Interessante anche la sessione sull’uso dei social media a scuola (#tagacad). Per avvicinare i giovani alla scienza, nelle scuole si organizzano Google Hang Out con gli scienziati o Twitter chat come  #Scistuchat, che ha cadenza mensile e permette agli studenti di confrontarsi su temi di attualità come i cibi geneticamente modificati o la ricerca spaziale.

Si parla anche di comunicazione visiva  (#scisummary) perchè  per comunicare la scienza oggi le parole non bastano più. Anzi per spiegare i concetti più complessi si suggerisce di usare poco testo, organizzato in  diagrammi capaci di creare le connessioni logiche tra gli argomenti e di utilizzare il più possibile immagini esplicative. Ma la sintesi non è cosa facile, la scelta di quali informazioni tagliare è sempre difficile, e allora ecco il suggerimento per esercitarsi: riassumere concetti e articoli, scriverli in massimo 140 caratteri come se fossero tweet. Sembra un suggerimento a prima vista banale, ma non lo è affatto. In fondo è proprio con un tweet che riusciamo a catturare l’attenzione delle persone, e a stimolarle a leggere il nostro articolo.

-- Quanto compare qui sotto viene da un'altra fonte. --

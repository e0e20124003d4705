//! Configuration helpers
//!
//! Runtime settings come from environment variables, optionally seeded from
//! `.env` files in the project root.
//!
//! # Example
//!
//! ```rust,no_run
//! use typedflow::config::Config;
//! use typedflow::workflow::WorkflowConfig;
//!
//! Config::init(std::path::Path::new("."));
//! let config = WorkflowConfig::from_env();
//! println!("Task queue: {}", config.task_queue);
//! ```

pub mod env;

pub use env::{env, env_optional, load_dotenv};

use std::path::Path;

/// Entry point for loading configuration
pub struct Config;

impl Config {
    /// Load `.env` files from `project_root`
    ///
    /// Call this once at startup, before the first [`env`] lookup.
    pub fn init(project_root: &Path) {
        let loaded = env::load_dotenv(project_root);
        tracing::debug!(files = loaded, root = %project_root.display(), "loaded .env files");
    }
}
//! Workflow client contract
//!
//! A workflow function takes a [`WorkflowContext`] and one input value and
//! returns `Result<Output, Error>`. Functions are listed in a registry of
//! [`Workflow`] records; `typedflow generate` reads that registry and emits a
//! typed launcher for each entry on top of the [`Client`] contract below.
//!
//! # Example
//!
//! ```rust,ignore
//! use typedflow::{workflow, workflow_registry, FrameworkError, Workflow, WorkflowContext};
//!
//! #[workflow_registry]
//! pub static WORKFLOWS: &[Workflow] = &[
//!     Workflow { name: "sayHello", description: "Greets someone", func: &hello_workflow },
//! ];
//!
//! #[workflow]
//! pub async fn hello_workflow(_ctx: WorkflowContext, name: String) -> Result<Response, FrameworkError> {
//!     Ok(Response { res: format!("hello: {}", name) })
//! }
//!
//! include!("workflow_results_gen.rs");
//!
//! // let run = execute_say_hello_workflow(&client, StartWorkflowOptions::default(), &name).await?;
//! // let response: Response = run.get().await?;
//! ```

pub mod client;
pub mod config;
pub mod context;
pub mod memory;
pub mod registry;
pub mod typed;
pub mod types;

pub use client::{Client, WorkflowRun};
pub use config::WorkflowConfig;
pub use context::WorkflowContext;
pub use memory::InMemoryClient;
pub use registry::{Workflow, WorkflowFn};
pub use typed::{to_payload, TypedRun};
pub use types::{StartWorkflowOptions, WorkflowStatus};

Infine la sessione più accattivante della prima giornata di Science Online,  quella dedicata ai blogger  (#scio13haul) che  non poteva che essere moderata dai blogger di Scientifica American. Perché qui per la carriera di uno scienziato il blogging sta diventando sempre più importante e perché attraverso l’interazione con i propri lettori si può capire perché alle persone interessa la scienza, ma soprattutto i blog degli scienziati sono uno strumento didattico per moltissimi insegnanti americani che vogliono avvicinare i giovani alla scienza.

La sessione  si può ricostruire leggendo i 300 tweet scambiati in poco meno di un’ora dai presenti, ricchissimi di suggerimenti per far sopravvivere a lungo un blog, per sopravvivere a un cambio di piattaforma, per  superare il blocco dello scrittore.  Quali sono i suggerimenti per superare il blocco dello scrittore? Permettersi  di scrivere anche di piccole cose, mettersi il cuore in pace e accettare di scrivere in modo sporadico, postare un’immagine o un video, chiedere ai propri lettori quale argomento vorrebbero fosse trattato, prendere ispirazione da notizie e come dice Bora Zivkovic, blog editor di Scientific American, “Non aspettate il post perfetto , scrivete!”